Se la repressione aumenta le lotte serrano i ranghi. La lezione degli studenti e la riconcettualizzazione della protesta.
Le proteste in solidarietà alla Palestina che da alcuni mesi infiammano le università di Americhe e Europa esplodono anche a Torino. Dopo le università di Milano, Napoli e Padova, nella mattinata di lunedì 13 maggio tende e striscioni sono comparsi anche a Palazzo nuovo, all’interno del Politecnico e nella facoltà di Fisica del capoluogo piemontese.
La protesta, già annunciata domenica 12 al Salone del libro, inaugura la settimana di manifestazioni studentesche che culminerà nel corteo in solidarietà alla Palestina del 18 maggio, organizzato dal coordinamento Torino per Gaza in occasione dei 76 anni della Nakba.
Se è pur vero che esperienze di solidarietà verso la Palestina e di boicottaggio del regime israeliano sono sempre esistite a Torino, anche con un certo successo di numeri, da anni il tema era meno acceso. Non tanto per un cambio di sensibilità quanto per un certo grado di rassegnazione. L’inizio dell’invasione della Striscia e gli 8 mesi di genocidio in corso, trasmessi in diretta grazie ai social network e al sacrificio dei tanti giornalisti morti nel conflitto, hanno però bruscamente invertito questa tendenza.
Da mesi le manifestazioni pro Palestina a Torino hanno ritrovato l’antico vigore, al contempo ponendosi come punto d’incontro trasversale per diverse individualità, anche lontane tra loro per tematiche e metodi. Sotto la bandiera palestinese e si sono raccolti così i movimenti più rumorosi degli ultimi anni, da quello transfemminista a quello ambientalista, secondo un principio di intersezionalità che vede le lotte come interconnesse tra loro e il ribaltamento dei rapporti di potere come obiettivo. Una prospettiva per nulla scontata, figlia di decenni di attivismo, movimenti e assemblee che nella città non hanno mai smesso di moltiplicarsi.
A questa riunificazione e rivitalizzazione delle lotte ha certo contribuito anche l’attuale assetto politico nazionale e le sue malcelate tendenze da regime, così come la narrazione dei grandi media sul conflitto, talmente sbilanciata da perdere definitivamente di credibilità agli occhi di molti.
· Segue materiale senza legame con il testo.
//! Template inheritance: `extends`, `block` and `include`, plus the
//! per-render block override bookkeeping.

use std::collections::HashMap;
use std::sync::Arc;

use stencil_parser::lexer::Token;
use stencil_parser::ParseError;

use crate::context::Context;
use crate::error::RenderError;
use crate::expr::FilterExpression;
use crate::library::Library;
use crate::loader::Origin;
use crate::node::{Node, NodeList};
use crate::parser::Parser;
use crate::tags::token_kwargs;
use crate::value::{Map, Value};

pub fn library() -> Library {
    let mut lib = Library::new();
    lib.tag("extends", compile_extends);
    lib.tag("block", compile_block);
    lib.tag("include", compile_include);
    lib
}

fn tag_error(token: &Token, message: impl Into<String>) -> ParseError {
    ParseError::new(message, token.lineno, &token.contents)
}

/// Per-render map from block name to its override chain, ordered from the
/// least derived template to the most derived. Rendering a block pops the
/// most derived definition; `block.super` peeks further down the chain.
#[derive(Default)]
pub(crate) struct BlockContext {
    blocks: HashMap<String, Vec<Arc<BlockNode>>>,
}

impl BlockContext {
    pub(crate) fn new() -> Self {
        Self::default()
    }

    /// Adds blocks from a less derived template; they slot in under any
    /// overrides already present.
    fn add_blocks(&mut self, blocks: &HashMap<String, Arc<BlockNode>>) {
        for (name, block) in blocks {
            self.blocks
                .entry(name.clone())
                .or_default()
                .insert(0, block.clone());
        }
    }

    fn pop(&mut self, name: &str) -> Option<Arc<BlockNode>> {
        self.blocks.get_mut(name).and_then(Vec::pop)
    }

    fn push(&mut self, name: &str, block: Arc<BlockNode>) {
        self.blocks.entry(name.to_string()).or_default().push(block);
    }
}

pub struct BlockNode {
    pub name: String,
    pub body: NodeList,
}

impl BlockNode {
    pub(crate) fn render(
        self: &Arc<Self>,
        ctx: &mut Context,
        out: &mut String,
    ) -> Result<(), RenderError> {
        let in_inheritance = ctx
            .render_frame()
            .map_or(false, |frame| frame.block_context.is_some());
        if !in_inheritance {
            return self.body.render(ctx, out);
        }
        let popped = ctx
            .render_frame_mut()
            .block_context
            .as_mut()
            .and_then(|bc| bc.pop(&self.name));
        let block = popped.clone().unwrap_or_else(|| self.clone());
        let super_text = render_super(ctx, &self.name)?;
        {
            let mut scope = ctx.push();
            scope.insert("block", block_var(&block.name, super_text));
            block.body.render(&mut scope, out)?;
        }
        if let Some(popped) = popped {
            if let Some(bc) = ctx.render_frame_mut().block_context.as_mut() {
                bc.push(&self.name, popped);
            }
        }
        Ok(())
    }
}

/// Renders the next definition down the override chain, so the body being
/// rendered can interpolate it as `block.super`. The chain is restored
/// afterwards.
///
/// Ancestor bodies run whether or not `block.super` is referenced, so
/// stateful tags inside them (`cycle`, `ifchanged`) advance on every
/// render of the derived template.
fn render_super(ctx: &mut Context, name: &str) -> Result<Option<String>, RenderError> {
    let parent = ctx
        .render_frame_mut()
        .block_context
        .as_mut()
        .and_then(|bc| bc.pop(name));
    let Some(parent) = parent else {
        return Ok(None);
    };
    let grandparent_text = render_super(ctx, name)?;
    let mut text = String::new();
    {
        let mut scope = ctx.push();
        scope.insert("block", block_var(name, grandparent_text));
        parent.body.render(&mut scope, &mut text)?;
    }
    if let Some(bc) = ctx.render_frame_mut().block_context.as_mut() {
        bc.push(name, parent);
    }
    Ok(Some(text))
}

fn block_var(name: &str, super_text: Option<String>) -> Value {
    let mut map = Map::new();
    map.insert("name".into(), Value::str(name));
    map.insert(
        "super".into(),
        super_text.map(Value::safe).unwrap_or(Value::Null),
    );
    Value::Map(map)
}

fn compile_block(parser: &mut Parser, token: &Token) -> Result<Node, ParseError> {
    let bits = token.split_contents();
    if bits.len() != 2 {
        return Err(tag_error(token, "'block' tag takes only one argument"));
    }
    let name = bits[1].clone();
    if !parser.seen_blocks.insert(name.clone()) {
        return Err(tag_error(
            token,
            format!("'block' tag with name '{name}' appears more than once"),
        ));
    }
    let body = parser.parse(&["endblock"])?;
    let end = parser
        .next_token()
        .ok_or_else(|| tag_error(token, "unexpected end of template"))?;
    let end_bits = end.split_contents();
    if end_bits.len() > 2 || (end_bits.len() == 2 && end_bits[1] != name) {
        return Err(tag_error(
            &end,
            format!("expected 'endblock' or 'endblock {name}'"),
        ));
    }
    Ok(Node::Block(Arc::new(BlockNode { name, body })))
}

/// Replaces this template's output with its parent's, with this
/// template's blocks registered as overrides. Must be the first tag in
/// the template.
pub struct ExtendsNode {
    pub parent: FilterExpression,
    pub(crate) blocks: HashMap<String, Arc<BlockNode>>,
    pub(crate) origin: Option<Arc<Origin>>,
}

impl ExtendsNode {
    pub(crate) fn render(&self, ctx: &mut Context, out: &mut String) -> Result<(), RenderError> {
        let engine = ctx
            .engine()
            .cloned()
            .ok_or_else(|| RenderError::msg("'extends' requires rendering through an engine"))?;
        let parent_name = self.parent.resolve_lenient(ctx)?;
        let Some(name) = parent_name.as_str().map(str::to_string) else {
            return Err(RenderError::msg(format!(
                "invalid template name in 'extends': {}",
                self.parent.text()
            )));
        };

        // Seed the extend history with this template's own origin, so a
        // chain that leads back here is skipped rather than followed.
        {
            let frame = ctx.render_frame_mut();
            if frame.extends_history.is_empty() {
                if let Some(origin) = &self.origin {
                    frame.extends_history.push(origin.clone());
                }
            }
        }
        let skip = ctx.render_frame_mut().extends_history.clone();
        let (parent, origin) = engine.find_template(&name, &skip).map_err(render_not_found)?;
        ctx.render_frame_mut().extends_history.push(origin);

        {
            let frame = ctx.render_frame_mut();
            let bc = frame.block_context.get_or_insert_with(BlockContext::new);
            bc.add_blocks(&self.blocks);
            // A root parent never registers its own blocks, so do it for
            // it; a parent that extends further will register them itself.
            let parent_root = !parent
                .nodelist
                .nodes
                .iter()
                .any(|node| matches!(node, Node::Extends(_)));
            if parent_root {
                let mut parent_blocks = HashMap::new();
                for block in parent.nodelist.blocks() {
                    parent_blocks.insert(block.name.clone(), block);
                }
                bc.add_blocks(&parent_blocks);
            }
        }
        parent.nodelist.render(ctx, out)
    }
}

fn compile_extends(parser: &mut Parser, token: &Token) -> Result<Node, ParseError> {
    let bits = token.split_contents();
    if bits.len() != 2 {
        return Err(tag_error(token, "'extends' takes one argument"));
    }
    let parent = parser.compile_filter(&bits[1])?;
    let body = parser.parse(&[])?;
    if body
        .nodes
        .iter()
        .any(|node| matches!(node, Node::Extends(_)))
    {
        return Err(tag_error(
            token,
            "'extends' cannot appear more than once in the same template",
        ));
    }
    let mut blocks = HashMap::new();
    for block in body.blocks() {
        blocks.insert(block.name.clone(), block);
    }
    Ok(Node::Extends(ExtendsNode {
        parent,
        blocks,
        origin: parser.origin.clone(),
    }))
}

/// Renders another template in place, optionally with extra bindings and
/// optionally cut off from the surrounding scope.
pub struct IncludeNode {
    pub template: FilterExpression,
    pub extra: Vec<(String, FilterExpression)>,
    pub isolated: bool,
}

impl IncludeNode {
    pub(crate) fn render(&self, ctx: &mut Context, out: &mut String) -> Result<(), RenderError> {
        let engine = ctx
            .engine()
            .cloned()
            .ok_or_else(|| RenderError::msg("'include' requires rendering through an engine"))?;
        let template_name = self.template.resolve_lenient(ctx)?;
        let Some(name) = template_name.as_str().map(str::to_string) else {
            return Err(RenderError::msg(format!(
                "invalid template name in 'include': {}",
                self.template.text()
            )));
        };
        let template = engine.get_template(&name).map_err(render_not_found)?;
        let mut vars = std::collections::HashMap::with_capacity(self.extra.len());
        for (key, expr) in &self.extra {
            vars.insert(key.clone(), expr.resolve_lenient(ctx)?);
        }
        if self.isolated {
            let mut scope = ctx.isolated(vars);
            let mut frame = scope.push_render_frame();
            template.nodelist.render(&mut frame, out)
        } else {
            let mut scope = ctx.push_with(vars);
            let mut frame = scope.push_render_frame();
            template.nodelist.render(&mut frame, out)
        }
    }
}

fn render_not_found(err: crate::error::Error) -> RenderError {
    match err {
        crate::error::Error::NotFound(err) => RenderError::NotFound(err),
        crate::error::Error::Render(err) => err,
        other => RenderError::msg(other.to_string()),
    }
}

fn compile_include(parser: &mut Parser, token: &Token) -> Result<Node, ParseError> {
    let bits = token.split_contents();
    if bits.len() < 2 {
        return Err(tag_error(
            token,
            format!(
                "'include' tag takes at least one argument: the name of the template to be included: {}",
                token.contents
            ),
        ));
    }
    let template = parser.compile_filter(&bits[1])?;
    let mut extra = Vec::new();
    let mut isolated = false;
    let mut rest: Vec<String> = bits[2..].to_vec();
    while let Some(option) = rest.first().cloned() {
        rest.remove(0);
        match option.as_str() {
            "with" => {
                extra = token_kwargs(&mut rest, parser)?;
                if extra.is_empty() {
                    return Err(tag_error(
                        token,
                        "'with' in 'include' tag needs at least one keyword argument",
                    ));
                }
            }
            "only" => isolated = true,
            other => {
                return Err(tag_error(
                    token,
                    format!("Unknown argument for 'include' tag: '{other}'"),
                ));
            }
        }
    }
    Ok(Node::Include(IncludeNode {
        template,
        extra,
        isolated,
    }))
}
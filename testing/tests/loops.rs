use serde_json::json;
use stencil::{to_value, Context, Template};

fn render(source: &str, ctx: &mut Context) -> String {
    Template::new(source).unwrap().render(ctx).unwrap()
}

fn items(ctx: &mut Context, values: serde_json::Value) {
    ctx.insert("items", to_value(values).unwrap());
}

#[test]
fn test_basic_loop() {
    let mut ctx = Context::new();
    items(&mut ctx, json!([1, 2, 3]));
    assert_eq!(
        render("{% for x in items %}{{ x }},{% endfor %}", &mut ctx),
        "1,2,3,"
    );
}

#[test]
fn test_forloop_counters() {
    let mut ctx = Context::new();
    items(&mut ctx, json!(["a", "b", "c", "d"]));
    assert_eq!(
        render(
            "{% for x in items %}{{ forloop.counter }}:{{ forloop.counter0 }} {% endfor %}",
            &mut ctx
        ),
        "1:0 2:1 3:2 4:3 "
    );
    // counter + revcounter is always len + 1.
    assert_eq!(
        render(
            "{% for x in items %}{{ forloop.revcounter }}:{{ forloop.revcounter0 }} {% endfor %}",
            &mut ctx
        ),
        "4:3 3:2 2:1 1:0 "
    );
    assert_eq!(
        render(
            "{% for x in items %}{% if forloop.first %}F{% endif %}{% if forloop.last %}L{% endif %}{{ x }}{% endfor %}",
            &mut ctx
        ),
        "FabcLd"
    );
}

#[test]
fn test_loop_over_string_and_map() {
    let mut ctx = Context::new();
    ctx.insert("word", "abc");
    assert_eq!(
        render("{% for c in word %}[{{ c }}]{% endfor %}", &mut ctx),
        "[a][b][c]"
    );
    ctx.insert("data", to_value(json!({"x": 1, "z": 3, "y": 2})).unwrap());
    // Maps iterate over their keys in sorted order.
    assert_eq!(
        render("{% for k in data %}{{ k }} {% endfor %}", &mut ctx),
        "x y z "
    );
}

#[test]
fn test_reversed_and_empty() {
    let mut ctx = Context::new();
    items(&mut ctx, json!([1, 2, 3]));
    assert_eq!(
        render("{% for x in items reversed %}{{ x }}{% endfor %}", &mut ctx),
        "321"
    );
    assert_eq!(
        render(
            "{% for x in nothing %}{{ x }}{% empty %}none{% endfor %}",
            &mut ctx
        ),
        "none"
    );
    items(&mut ctx, json!([]));
    assert_eq!(
        render(
            "{% for x in items %}{{ x }}{% empty %}none{% endfor %}",
            &mut ctx
        ),
        "none"
    );
}

#[test]
fn test_unpacking() {
    let mut ctx = Context::new();
    items(&mut ctx, json!([[1, "one"], [2, "two"]]));
    assert_eq!(
        render("{% for n, s in items %}{{ n }}={{ s }};{% endfor %}", &mut ctx),
        "1=one;2=two;"
    );
    items(&mut ctx, json!([[1, 2, 3]]));
    let err = Template::new("{% for a, b in items %}{% endfor %}")
        .unwrap()
        .render(&mut ctx)
        .unwrap_err();
    assert!(err
        .to_string()
        .contains("Need 2 values to unpack in for loop; got 3"));
}

#[test]
fn test_parentloop() {
    let mut ctx = Context::new();
    items(&mut ctx, json!([["a", "b"], ["c"]]));
    assert_eq!(
        render(
            "{% for row in items %}{% for cell in row %}{{ forloop.parentloop.counter }}.{{ forloop.counter }} {% endfor %}{% endfor %}",
            &mut ctx
        ),
        "1.1 1.2 2.1 "
    );
}

#[test]
fn test_cycle_state_persists_across_renders() {
    let template = Template::new("{% cycle 'a' 'b' 'c' %}").unwrap();
    let mut ctx = Context::new();
    let outputs: Vec<String> = (0..4).map(|_| template.render(&mut ctx).unwrap()).collect();
    assert_eq!(outputs, ["a", "b", "c", "a"]);
}

#[test]
fn test_cycle_in_loop() {
    let mut ctx = Context::new();
    items(&mut ctx, json!([1, 2, 3, 4]));
    assert_eq!(
        render(
            "{% for x in items %}{% cycle 'odd' 'even' %} {% endfor %}",
            &mut ctx
        ),
        "odd even odd even "
    );
}

#[test]
fn test_named_and_silent_cycles() {
    let mut ctx = Context::new();
    items(&mut ctx, json!([1, 2, 3]));
    assert_eq!(
        render(
            "{% for x in items %}{% cycle 'a' 'b' as row %}{{ row }}{% endfor %}",
            &mut ctx
        ),
        "aabbaa"
    );
    assert_eq!(
        render(
            "{% for x in items %}{% cycle 'a' 'b' as row silent %}[{{ row }}]{% endfor %}",
            &mut ctx
        ),
        "[a][b][a]"
    );
    assert!(Template::new("{% cycle 'a' 'b' silent %}").is_err());
}

#[test]
fn test_resetcycle() {
    let mut ctx = Context::new();
    items(&mut ctx, json!([1, 2, 3]));
    assert_eq!(
        render(
            "{% for x in items %}{% cycle 'a' 'b' 'c' %}{% resetcycle %}{% endfor %}",
            &mut ctx
        ),
        "aaa"
    );
}

#[test]
fn test_ifchanged() {
    let mut ctx = Context::new();
    items(&mut ctx, json!([1, 1, 2, 2, 3]));
    assert_eq!(
        render(
            "{% for x in items %}{% ifchanged %}{{ x }}{% endifchanged %}{% endfor %}",
            &mut ctx
        ),
        "123"
    );
    assert_eq!(
        render(
            "{% for x in items %}{% ifchanged x %}!{% else %}.{% endifchanged %}{% endfor %}",
            &mut ctx
        ),
        "!.!.!"
    );
    // The state resets between outer renders.
    let template =
        Template::new("{% for x in items %}{% ifchanged %}{{ x }}{% endifchanged %}{% endfor %}")
            .unwrap();
    assert_eq!(template.render(&mut ctx).unwrap(), "123");
    assert_eq!(template.render(&mut ctx).unwrap(), "123");
}

#[test]
fn test_regroup_preserves_order_within_groups() {
    let mut ctx = Context::new();
    ctx.insert(
        "people",
        to_value(json!([
            {"name": "ada", "city": "london"},
            {"name": "bob", "city": "london"},
            {"name": "cyd", "city": "paris"},
            {"name": "dee", "city": "london"},
        ]))
        .unwrap(),
    );
    let out = render(
        "{% regroup people by city as groups %}\
         {% for g in groups %}{{ g.grouper }}:{% for p in g.list %}{{ p.name }},{% endfor %};{% endfor %}",
        &mut ctx,
    );
    // Grouping is over consecutive runs only; london appears twice.
    assert_eq!(out, "london:ada,bob,;paris:cyd,;london:dee,;");

    // Concatenating the group lists reproduces the input order.
    let flattened = render(
        "{% regroup people by city as groups %}\
         {% for g in groups %}{% for p in g.list %}{{ p.name }} {% endfor %}{% endfor %}",
        &mut ctx,
    );
    assert_eq!(flattened, "ada bob cyd dee ");
}

#[test]
fn test_regroup_missing_target() {
    let mut ctx = Context::new();
    assert_eq!(
        render(
            "{% regroup absent by x as groups %}{% for g in groups %}!{% endfor %}ok",
            &mut ctx
        ),
        "ok"
    );
}

#[test]
fn test_for_parse_errors() {
    assert!(Template::new("{% for x %}{% endfor %}").is_err());
    assert!(Template::new("{% for x on items %}{% endfor %}").is_err());
}
//! Shared fixtures for the integration tests.

use std::path::PathBuf;
use std::sync::atomic::{AtomicUsize, Ordering};
use std::sync::Arc;

use stencil::{Loader, LocmemLoader, Origin, SourceError};

/// An in-memory loader that counts how often template contents are
/// actually fetched, for asserting on cache behavior.
pub struct CountingLoader {
    inner: LocmemLoader,
    fetches: Arc<AtomicUsize>,
}

impl CountingLoader {
    pub fn new(
        templates: impl IntoIterator<Item = (&'static str, &'static str)>,
    ) -> (Self, Arc<AtomicUsize>) {
        let fetches = Arc::new(AtomicUsize::new(0));
        let loader = Self {
            inner: LocmemLoader::new(templates),
            fetches: fetches.clone(),
        };
        (loader, fetches)
    }
}

impl Loader for CountingLoader {
    fn name(&self) -> &str {
        "counting"
    }

    fn get_template_sources(&self, template_name: &str, dirs: Option<&[PathBuf]>) -> Vec<Origin> {
        self.inner.get_template_sources(template_name, dirs)
    }

    fn get_contents(&self, origin: &Origin) -> Result<String, SourceError> {
        self.fetches.fetch_add(1, Ordering::Relaxed);
        self.inner.get_contents(origin)
    }
}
Un grande ruolo lo giocano poi le tante figure pubbliche, intellettuali e non, che si sono esposte in prima persona per dare voce alla causa palestinese. Lo stesso annuncio delle mobilitazioni all’interno del Salone è stato possibile grazie alla solidarietà della scrittrice e attivista transfemminista Valeria Fonte, che ha rinunciato al proprio spazio mettendolo a disposizione dello stesso comitato che il giorno prima davanti al Salone aveva manifestato, venendo caricato dalla polizia, ma incassando la solidarietà di autori come Christian Raimo e Zerocalcare, usciti per raggiungere i manifestanti.
In definitiva, all’innalzarsi della violenza e della repressione, fenomeno al quale assistiamo costantemente ormai da anni un po’ in tutto il mondo e che fino a poco fa sembrava inarrestabile, le lotte trovano inaspettatamente una nuova vitalità. Non solo. Assistiamo anche a un graduale mutamento di prospettiva sul concetto stesso di protesta. Un mutamento al quale ci costringe la resistenza del popolo palestinese, che non si è mai ridotto a ruolo di vittima passiva ma anzi ha sempre combattuto con ogni mezzo possibile contro il suo oppressore.
“Vittime mai”, il libro che Fonte avrebbe dovuto presentare domenica, parla anche di questo. Del rifiuto dell’essere solo e unicamente vittima, in balia tanto della violenza di chi esercita il potere quanto della pietà paternalistica, che riduce proprio la vittima a mero attore passivo. Un rifiuto che è parte del percorso di autodeterminazione necessario a diventare invece parte attiva, a rispondere colpo su colpo al potere, con ogni mezzo necessario. Perché il senso delle proteste, in particolare quelle di piazza, non è solo esprimere un’opinione. È lanciare un messaggio chiaro: oggi siamo scesi in strada pacificamente, se le cose non cambiano domani potrebbe essere diverso. Un concetto che nello stanco dibattito politico italiano, dove qualsiasi opinione deve dogmaticamente essere preceduto dal mantra del “condannare la violenza sempre e comunque”, non si vede da decenni. Ma la violenza è anche e prima di tutto quella del Potere, un Potere che definisce come violenza qualsiasi forma di contestazione, sia essa fatta con armi, sassi, uova, parole o gessetti. La verità è che nessuna protesta contro il Potere che passi solo dai canali che il Potere stesso le concede potrà mai vincere. Una lezione che ci insegna la Storia, e che gli studenti che oggi occupano le università sembrano aver imparato.